• _TASK DETAILS_:
Reproduce verbatim the final portion of the material below, from the line containing "assert_eq!(mounts.len(), 2);" through its last line, and nothing else.

• _EXTRACTED ENTRIES_:
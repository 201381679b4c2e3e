// Copyright (c) 2025 Jonathan Fontanez
// SPDX-License-Identifier: BUSL-1.1

//! Node chains for the built-in layouts.

use super::spec::NodeSpec;
use super::template::BranchTemplate;
use crate::core::config::PipelineConfig;
use crate::core::error::Result;
use crate::core::media::MediaDescriptor;

pub const SOURCE: &str = "source";
pub const INFER: &str = "infer";
pub const DEMUX: &str = "demux";
pub const MUXER: &str = "stream-muxer";

/// Branch sinks always send to the relays on this host.
pub const LOOPBACK: &str = "127.0.0.1";

/// Batched multi-URI source -> inference -> demultiplexer.
pub fn multistream_layout(config: &PipelineConfig) -> Vec<NodeSpec> {
    let batch = config.effective_batch_size();
    vec![
        NodeSpec::new("nvmultiurisrcbin", SOURCE)
            .with_option("uri-list", config.sources.join(","))
            .with_option("width", config.width)
            .with_option("height", config.height)
            .with_option("enable-padding", true)
            .with_option("batched-push-timeout", config.batched_push_timeout_us)
            .with_option("max-batch-size", batch)
            .with_option("file-loop", config.file_loop),
        NodeSpec::new("nvinfer", INFER)
            .with_option("config-file-path", config.infer_config_path.as_str())
            .with_option("batch-size", batch),
        NodeSpec::new("nvstreamdemux", DEMUX),
    ]
}

/// Per-stream branch: convert, overlay, encode and send as RTP over UDP.
pub fn rtp_branch_template(config: &PipelineConfig) -> Result<BranchTemplate> {
    BranchTemplate::new(
        vec![
            NodeSpec::new("queue", "queue"),
            NodeSpec::new("nvvideoconvert", "convert_rgba"),
            NodeSpec::new("capsfilter", "caps_rgba")
                .with_option("caps", MediaDescriptor::nvmm_video("RGBA")),
            NodeSpec::new("nvdsosd", "osd").with_option("display-clock", true),
            NodeSpec::new("nvvideoconvert", "convert_nv12"),
            NodeSpec::new("capsfilter", "caps_nv12")
                .with_option("caps", MediaDescriptor::nvmm_video("NV12")),
            NodeSpec::new("nvv4l2h264enc", "encoder")
                .with_option("bitrate", config.bitrate)
                .with_option("insert-sps-pps", true)
                .with_option("bufapi-version", true),
            NodeSpec::new("rtph264pay", "rtppay")
                .with_option("pt", 96u32)
                .with_option("config-interval", 1i64),
            NodeSpec::new("udpsink", "udpsink")
                .with_option("sync", true)
                .with_option("async", false),
        ],
        config.base_udp_port,
        LOOPBACK,
    )
}

/// Single-source source node for the tiled layout. Its output appears at
/// runtime and is attached to the muxer's `sink_0`.
pub fn tiled_source(config: &PipelineConfig) -> NodeSpec {
    let uri = config.sources.first().cloned().unwrap_or_default();
    NodeSpec::new("nvurisrcbin", SOURCE)
        .with_option("uri", uri)
        .with_option("file-loop", config.file_loop)
}

/// Stream muxer -> inference -> tiler -> overlay -> NV12 -> H.264 -> MP4 file.
pub fn tiled_layout(config: &PipelineConfig) -> Vec<NodeSpec> {
    vec![
        NodeSpec::new("nvstreammux", MUXER)
            .with_option("width", config.width)
            .with_option("height", config.height)
            .with_option("batch-size", 1u32)
            .with_option("batched-push-timeout", config.batched_push_timeout_us)
            .with_option("live-source", false),
        NodeSpec::new("nvinfer", INFER)
            .with_option("config-file-path", config.infer_config_path.as_str()),
        NodeSpec::new("nvmultistreamtiler", "stream-tiler")
            .with_option("rows", 1u32)
            .with_option("columns", 1u32)
            .with_option("width", config.width)
            .with_option("height", config.height),
        NodeSpec::new("nvdsosd", "onscreen-display")
            .with_option("process-mode", 1i64)
            .with_option("display-text", true)
            .with_option("font-size", 12u32)
            .with_option("show-clock", true),
        NodeSpec::new("nvvideoconvert", "video-converter"),
        NodeSpec::new("capsfilter", "caps")
            .with_option("caps", MediaDescriptor::nvmm_video("NV12")),
        NodeSpec::new("nvv4l2h264enc", "h264-encoder")
            .with_option("bitrate", config.bitrate)
            .with_option("preset-level", 1u32)
            .with_option("insert-sps-pps", true)
            .with_option("bufapi-version", true),
        NodeSpec::new("h264parse", "h264-parser"),
        NodeSpec::new("qtmux", "muxer"),
        NodeSpec::new("filesink", "sink")
            .with_option("location", config.output_location.to_string_lossy().into_owned())
            .with_option("sync", false),
    ]
}

#[cfg(test)]
mod tests {
    use super::*;

    #[test]
    fn test_branch_template_shape() {
        let template = rtp_branch_template(&PipelineConfig::default()).unwrap();
        let types: Vec<&str> = template.nodes().iter().map(|s| s.node_type.as_str()).collect();
        assert_eq!(
            types,
            vec![
                "queue",
                "nvvideoconvert",
                "capsfilter",
                "nvdsosd",
                "nvvideoconvert",
                "capsfilter",
                "nvv4l2h264enc",
                "rtph264pay",
                "udpsink"
            ]
        );
        assert_eq!(template.relay_port(2).unwrap(), 5402);
    }

    #[test]
    fn test_branch_sink_targets_loopback() {
        let config = PipelineConfig {
            server_host: "10.0.0.2".to_string(),
            ..Default::default()
        };
        let template = rtp_branch_template(&config).unwrap();
        assert_eq!(template.host(), LOOPBACK);

        let nodes = template.instantiate(1).unwrap();
        let sink = nodes.last().unwrap();
        assert_eq!(sink.options.get("host").and_then(|v| v.as_str()), Some("127.0.0.1"));
        assert_eq!(sink.options.get("port").and_then(|v| v.as_u64()), Some(5401));
    }

    #[test]
    fn test_multistream_layout_carries_uri_list() {
        let config = PipelineConfig {
            sources: vec!["file:///a.mp4".into(), "file:///b.mp4".into()],
            ..Default::default()
        };
        let layout = multistream_layout(&config);
        let uris = layout[0].options.get("uri-list").and_then(|v| v.as_str());
        assert_eq!(uris, Some("file:///a.mp4,file:///b.mp4"));
        assert_eq!(layout[1].options.get("batch-size").and_then(|v| v.as_u64()), Some(2));
    }
}
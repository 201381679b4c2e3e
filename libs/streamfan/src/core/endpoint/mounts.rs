// Copyright (c) 2025 Jonathan Fontanez
// SPDX-License-Identifier: BUSL-1.1

use std::collections::BTreeMap;

use serde::{Deserialize, Serialize};

use crate::core::error::{Result, StreamError};

/// How a mount re-serves the RTP stream arriving on its UDP port.
#[derive(Debug, Clone, PartialEq, Eq, Serialize, Deserialize)]
pub struct RelayDescription {
    pub udp_port: u16,
    pub encoding: String,
    pub payload_type: u8,
    pub clock_rate: u32,
}

impl RelayDescription {
    pub fn h264(udp_port: u16) -> Self {
        Self {
            udp_port,
            encoding: "H264".to_string(),
            payload_type: 96,
            clock_rate: 90_000,
        }
    }

    /// Launch line of the relay: receive, depayload, re-payload as `pay0`.
    pub fn launch_line(&self) -> String {
        format!(
            "( udpsrc port={} caps=\"application/x-rtp, media=video, clock-rate={}, encoding-name={}, payload={}\" ! rtph264depay ! rtph264pay name=pay0 )",
            self.udp_port, self.clock_rate, self.encoding, self.payload_type
        )
    }

    /// SDP answer for a DESCRIBE of this mount.
    pub fn sdp(&self, host: &str, path: &str) -> String {
        format!(
            "v=0\r\n\
             o=- 0 0 IN IP4 {host}\r\n\
             s={path}\r\n\
             c=IN IP4 {host}\r\n\
             t=0 0\r\n\
             m=video 0 RTP/AVP {pt}\r\n\
             a=rtpmap:{pt} {enc}/{rate}\r\n\
             a=control:pay0\r\n",
            host = host,
            path = path,
            pt = self.payload_type,
            enc = self.encoding,
            rate = self.clock_rate,
        )
    }
}

/// One published stream path.
#[derive(Debug, Clone, PartialEq, Eq, Serialize, Deserialize)]
pub struct MountEntry {
    pub path: String,
    pub relay_port: u16,
    pub stream_index: u32,
    pub relay: RelayDescription,
    /// All clients share one relay instance.
    pub shared: bool,
}

impl MountEntry {
    pub fn path_for(stream_index: u32) -> String {
        format!("/stream{}", stream_index)
    }
}

/// Mount table. Paths and relay ports are unique.
#[derive(Debug, Clone, Default)]
pub struct MountPoints {
    entries: BTreeMap<String, MountEntry>,
}

impl MountPoints {
    pub fn new() -> Self {
        Self::default()
    }

    pub fn add(&mut self, entry: MountEntry) -> Result<()> {
        if self.entries.contains_key(&entry.path) {
            return Err(StreamError::Configuration(format!(
                "mount path {} registered twice",
                entry.path
            )));
        }
        if let Some(other) = self.by_port(entry.relay_port) {
            return Err(StreamError::Configuration(format!(
                "relay port {} already used by {}",
                entry.relay_port, other.path
            )));
        }
        self.entries.insert(entry.path.clone(), entry);
        Ok(())
    }

    pub fn get(&self, path: &str) -> Option<&MountEntry> {
        self.entries.get(path)
    }

    pub fn by_port(&self, port: u16) -> Option<&MountEntry> {
        self.entries.values().find(|e| e.relay_port == port)
    }

    pub fn by_index(&self, stream_index: u32) -> Option<&MountEntry> {
        self.entries.values().find(|e| e.stream_index == stream_index)
    }

    /// Entries ordered by stream index.
    pub fn entries(&self) -> Vec<&MountEntry> {
        let mut entries: Vec<&MountEntry> = self.entries.values().collect();
        entries.sort_by_key(|e| e.stream_index);
        entries
    }

    pub fn len(&self) -> usize {
        self.entries.len()
    }

    pub fn is_empty(&self) -> bool {
        self.entries.is_empty()
    }
}

#[cfg(test)]
mod tests {
    use super::*;

    fn entry(index: u32, port: u16) -> MountEntry {
        MountEntry {
            path: MountEntry::path_for(index),
            relay_port: port,
            stream_index: index,
            relay: RelayDescription::h264(port),
            shared: true,
        }
    }

    #[test]
    fn test_launch_line() {
        assert_eq!(
            RelayDescription::h264(5401).launch_line(),
            "( udpsrc port=5401 caps=\"application/x-rtp, media=video, clock-rate=90000, \
             encoding-name=H264, payload=96\" ! rtph264depay ! rtph264pay name=pay0 )"
        );
    }

    #[test]
    fn test_sdp_mentions_payload() {
        let sdp = RelayDescription::h264(5400).sdp("127.0.0.1", "/stream0");
        assert!(sdp.starts_with("v=0\r\n"));
        assert!(sdp.contains("m=video 0 RTP/AVP 96\r\n"));
        assert!(sdp.contains("a=rtpmap:96 H264/90000\r\n"));
    }

    #[test]
    fn test_duplicate_path_and_port_rejected() {
        let mut mounts = MountPoints::new();
        mounts.add(entry(0, 5400)).unwrap();
        assert!(mounts.add(entry(0, 5401)).is_err());
        assert!(mounts.add(entry(1, 5400)).is_err());
        mounts.add(entry(1, 5401)).unwrap();
        assert_eq!(mounts.len(), 2);
        assert_eq!(mounts.by_index(1).unwrap().path, "/stream1");
    }

    #[test]
    fn test_entries_sorted_by_index() {
        let mut mounts = MountPoints::new();
        for i in [10u32, 2, 1] {
            mounts.add(entry(i, 5400 + i as u16)).unwrap();
        }
        let order: Vec<u32> = mounts.entries().iter().map(|e| e.stream_index).collect();
        assert_eq!(order, vec![1, 2, 10]);
    }
}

• _ANSWER FOR THE TASK_:
        assert_eq!(mounts.len(), 2);
        assert_eq!(mounts.by_index(1).unwrap().path, "/stream1");
    }

    #[test]
    fn test_entries_sorted_by_index() {
        let mut mounts = MountPoints::new();
        for i in [10u32, 2, 1] {
            mounts.add(entry(i, 5400 + i as u16)).unwrap();
        }
        let order: Vec<u32> = mounts.entries().iter().map(|e| e.stream_index).collect();
        assert_eq!(order, vec![1, 2, 10]);
    }
}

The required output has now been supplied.